A well preserved set, of this great classic on natural history, dealing almost exclusively with zoology

A fine and attractively bound set of the rare first edition including the posthumously published volumes written by Lacépède on fishes, amphibians, snakes and whales. A well preserved set, of this great classic on natural history, dealing almost exclusively with zoology. Buffon's work enjoyed such a popularity that numerous editions and continuations were published throughout the 18th and 19th century. These, however, should not be confused with the above sumptuously printed 'Imprimerie Royale' edition. All plates are engraved after drawings by De Sève, the famous French landscape painter. The animals are depicted in their natural habitat, together with charming landscapes, villages, mountains etc. These elaborately drawn plates, full of elegance, became very popular and were frequently imitated.
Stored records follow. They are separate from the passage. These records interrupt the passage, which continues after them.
//! SOCKS5 server shell
//!
//! Accepts client connections, admits them through the bounded
//! [`ConnectionQueue`], and drives each connection's state machine,
//! wiring its actions to the resolver gateway and the tunnel.
//!
//! The server owns the status map, the tunnel map and the admission
//! queue. A connection's entries in all three are created on accept (and
//! on CONNECT for the tunnel) and removed together on disconnect,
//! eviction, or fatal protocol error.

pub mod queue;
pub mod tunnel;

use crate::resolver::Resolver;
use crate::socks::auth::AuthPolicy;
use crate::socks::machine::{Action, ConnState, MachineConfig, SocksMachine};
use bytes::BytesMut;
use queue::{ConnId, ConnectionQueue};
use std::collections::{HashMap, VecDeque};
use std::net::SocketAddr;
use std::pin::pin;
use std::sync::atomic::{AtomicU64, Ordering};
use std::sync::{Arc, Mutex};
use tokio::io::{AsyncReadExt, AsyncWriteExt};
use tokio::net::{TcpListener, TcpStream};
use tokio::sync::{broadcast, Notify};
use tracing::{debug, error, info, warn};
use tunnel::TunnelHandle;

/// Read buffer granularity for client connections.
const READ_BUF_SIZE: usize = 8192;

/// Settings for one SOCKS server instance.
#[derive(Debug, Clone)]
pub struct ServerConfig {
    /// Authentication policy applied to every connection
    pub auth: AuthPolicy,
    /// Reject CONNECT/UDP targets in private ranges
    pub skip_local: bool,
    /// Admission queue capacity
    pub max_conn_num: usize,
    /// Tunnel high-water mark in KiB
    pub high_water_kb: u32,
    /// Advertised UDP association address, if the relay is enabled
    pub association_addr: Option<SocketAddr>,
}

struct ServerState {
    queue: ConnectionQueue,
    status: HashMap<ConnId, ConnState>,
    tunnels: HashMap<ConnId, TunnelHandle>,
}

/// SOCKS5 proxy server.
pub struct SocksServer {
    cfg: ServerConfig,
    resolver: Resolver,
    state: Mutex<ServerState>,
    next_id: AtomicU64,
}

impl SocksServer {
    /// Create a server with the given settings and resolver gateway.
    pub fn new(cfg: ServerConfig, resolver: Resolver) -> Self {
        let capacity = cfg.max_conn_num;
        SocksServer {
            cfg,
            resolver,
            state: Mutex::new(ServerState {
                queue: ConnectionQueue::new(capacity),
                status: HashMap::with_capacity(capacity),
                tunnels: HashMap::with_capacity(capacity),
            }),
            next_id: AtomicU64::new(1),
        }
    }

    /// Number of currently admitted connections.
    pub fn connection_count(&self) -> usize {
        self.state.lock().unwrap().status.len()
    }

    /// Number of established tunnels.
    pub fn tunnel_count(&self) -> usize {
        self.state.lock().unwrap().tunnels.len()
    }

    /// Accept connections until the shutdown signal fires.
    pub async fn run(
        self: Arc<Self>,
        listener: TcpListener,
        mut shutdown: broadcast::Receiver<bool>,
    ) -> anyhow::Result<()> {
        info!("SOCKS server listening on {}", listener.local_addr()?);
        loop {
            tokio::select! {
                _ = shutdown.recv() => {
                    info!("SOCKS server shutting down");
                    return Ok(());
                }
                accepted = listener.accept() => {
                    match accepted {
                        Ok((stream, peer)) => self.clone().admit(stream, peer),
                        Err(e) => warn!("accept failed: {}", e),
                    }
                }
            }
        }
    }

    /// Admit a freshly accepted connection and spawn its driver.
    fn admit(self: Arc<Self>, stream: TcpStream, peer: SocketAddr) {
        let id = self.next_id.fetch_add(1, Ordering::Relaxed);
        let close = Arc::new(Notify::new());
        {
            let mut state = self.state.lock().unwrap();
            if let Some(evicted) = state.queue.insert_or_touch(id, Arc::downgrade(&close)) {
                state.status.remove(&evicted.id);
                state.tunnels.remove(&evicted.id);
                if let Some(handle) = evicted.handle.upgrade() {
                    handle.notify_one();
                }
                warn!(
                    "too many connections, force close #{}; {} live",
                    evicted.id,
                    state.status.len()
                );
            }
            state.status.insert(id, ConnState::WaitRequest);
        }
        if let Err(e) = stream.set_nodelay(true) {
            debug!("#{} set_nodelay failed: {}", id, e);
        }
        info!("#{} {} connected", id, peer);

        tokio::spawn(async move {
            self.drive_connection(id, stream, close).await;
            let mut state = self.state.lock().unwrap();
            state.status.remove(&id);
            state.tunnels.remove(&id);
            state.queue.erase(id);
            info!("#{} disconnected; {} live", id, state.status.len());
        });
    }

    /// Read loop feeding one connection's state machine.
    async fn drive_connection(&self, id: ConnId, stream: TcpStream, close: Arc<Notify>) {
        let mut machine = SocksMachine::new(MachineConfig {
            auth: self.cfg.auth.clone(),
            skip_local: self.cfg.skip_local,
            association_addr: self.cfg.association_addr,
        });
        let (mut rd, wr) = stream.into_split();
        let mut wr = Some(wr);
        let mut tunnel: Option<TunnelHandle> = None;
        let mut buf = BytesMut::with_capacity(READ_BUF_SIZE);

        'conn: loop {
            tokio::select! {
                _ = close.notified() => {
                    debug!("#{} force closed", id);
                    break 'conn;
                }
                read = rd.read_buf(&mut buf) => match read {
                    Ok(0) => break 'conn,
                    Ok(_) => {}
                    Err(e) => {
                        debug!("#{} read error: {}", id, e);
                        break 'conn;
                    }
                }
            }
            if !self.has_status(id) {
                // Only reachable through a bookkeeping bug.
                error!("#{} missing status entry, terminating", id);
                break 'conn;
            }

            let mut actions: VecDeque<Action> = machine.on_bytes(&mut buf).into();
            while let Some(action) = actions.pop_front() {
                match action {
                    Action::Reply(bytes) => {
                        let Some(w) = wr.as_mut() else {
                            debug!("#{} reply after establishment dropped", id);
                            continue;
                        };
                        if let Err(e) = w.write_all(&bytes).await {
                            debug!("#{} write failed: {}", id, e);
                            break 'conn;
                        }
                    }
                    Action::Shutdown => {
                        if let Some(w) = wr.as_mut() {
                            let _ = w.shutdown().await;
                        }
                        // Keep reading; the peer's close ends the loop.
                    }
                    Action::ForceClose => break 'conn,
                    Action::Forward(bytes) => {
                        let Some(t) = tunnel.as_ref() else {
                            error!("#{} established without a tunnel", id);
                            break 'conn;
                        };
                        if !t.forward(bytes).await {
                            debug!("#{} tunnel gone", id);
                            break 'conn;
                        }
                    }
                    Action::Resolve(target) => {
                        // The client may vanish or be evicted while the
                        // resolver works; stop without replying in that case.
                        let outcome = {
                            let mut lookup = pin!(self.resolver.resolve_target(&target));
                            loop {
                                tokio::select! {
                                    res = &mut lookup => break Some(res),
                                    _ = close.notified() => break None,
                                    read = rd.read_buf(&mut buf) => match read {
                                        Ok(0) => break None,
                                        Ok(_) => {} // buffered until established
                                        Err(_) => break None,
                                    }
                                }
                            }
                        };
                        let Some(resolved) = outcome else {
                            debug!("#{} disconnected during resolve of {}", id, target);
                            break 'conn;
                        };
                        match resolved {
                            Ok(addr) => {
                                let mut follow_up =
                                    machine.resolve_succeeded(addr, &mut buf).into_iter();
                                if machine.state() == ConnState::Established {
                                    // Success reply first, then the write half
                                    // belongs to the tunnel.
                                    match follow_up.next() {
                                        Some(Action::Reply(bytes)) => {
                                            let Some(mut w) = wr.take() else {
                                                break 'conn;
                                            };
                                            if w.write_all(&bytes).await.is_err() {
                                                break 'conn;
                                            }
                                            let handle = tunnel::spawn(
                                                addr,
                                                w,
                                                self.cfg.high_water_kb,
                                            );
                                            self.register_tunnel(id, handle.clone());
                                            tunnel = Some(handle);
                                        }
                                        _ => {
                                            error!("#{} established without a reply", id);
                                            break 'conn;
                                        }
                                    }
                                }
                                actions.extend(follow_up);
                            }
                            Err(e) => {
                                warn!("#{} {}", id, e);
                                actions.extend(machine.resolve_failed(&mut buf));
                            }
                        }
                    }
                }
            }
            self.set_status(id, machine.state());
        }
    }

    fn has_status(&self, id: ConnId) -> bool {
        self.state.lock().unwrap().status.contains_key(&id)
    }

    fn set_status(&self, id: ConnId, status: ConnState) {
        if let Some(entry) = self.state.lock().unwrap().status.get_mut(&id) {
            *entry = status;
        }
    }

    fn register_tunnel(&self, id: ConnId, handle: TunnelHandle) {
        let mut state = self.state.lock().unwrap();
        state.tunnels.insert(id, handle);
        if let Some(entry) = state.status.get_mut(&id) {
            *entry = ConnState::Established;
        }
    }
}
The work is composed as follows: Histoire Naturelle ... 15 volumes; Suppléments 7 volumes; Minéraux 5 volumes; Oiseaux 9 volumes; Quadrupèdes ovipares et des serpens 2 volumes; Poissons 5 volumes; Cétacées 1 volume.
"... he opens his great work with an essay called 'Théorie de la Terre', in which for the first time he outlines a satisfactory account of the history of our globe and its development as a fitting home for living things... This rejection of a rigid system of classification, to which most biologists of his time adhered, and Buffon's belief in the mutability of species, implied clearly some preparation for the thoughts of Darwin... Nevertheless he was the first to present the universe as one complete whole and to find no phenomenon calling for any but a purely scientific explanation" (Printing and the Mind of Man, 198). The 5 volumes on fishes by Lacépède have almost identical but slightly different bindings, the final volume on whales 'Cétacées' also by Lacépède is in a contemporary but different full calf binding, both these works were published after the French Revolution. The section on fishes and whales form the final 6 volumes (vol. 39-44) of the 'Histoire Naturelle?'

Provenance: Armorial bookplates of Bibliothèque de M. Le Cte Frédéric de Pourtales with motto 'Quid non dilectis' (the last 6 volumes, published after the revolution, are without bookplate.

PMM 198; Sparrow, Milestones of Science 32; Nissen ZBI, 672; Dibner, Heralds 193.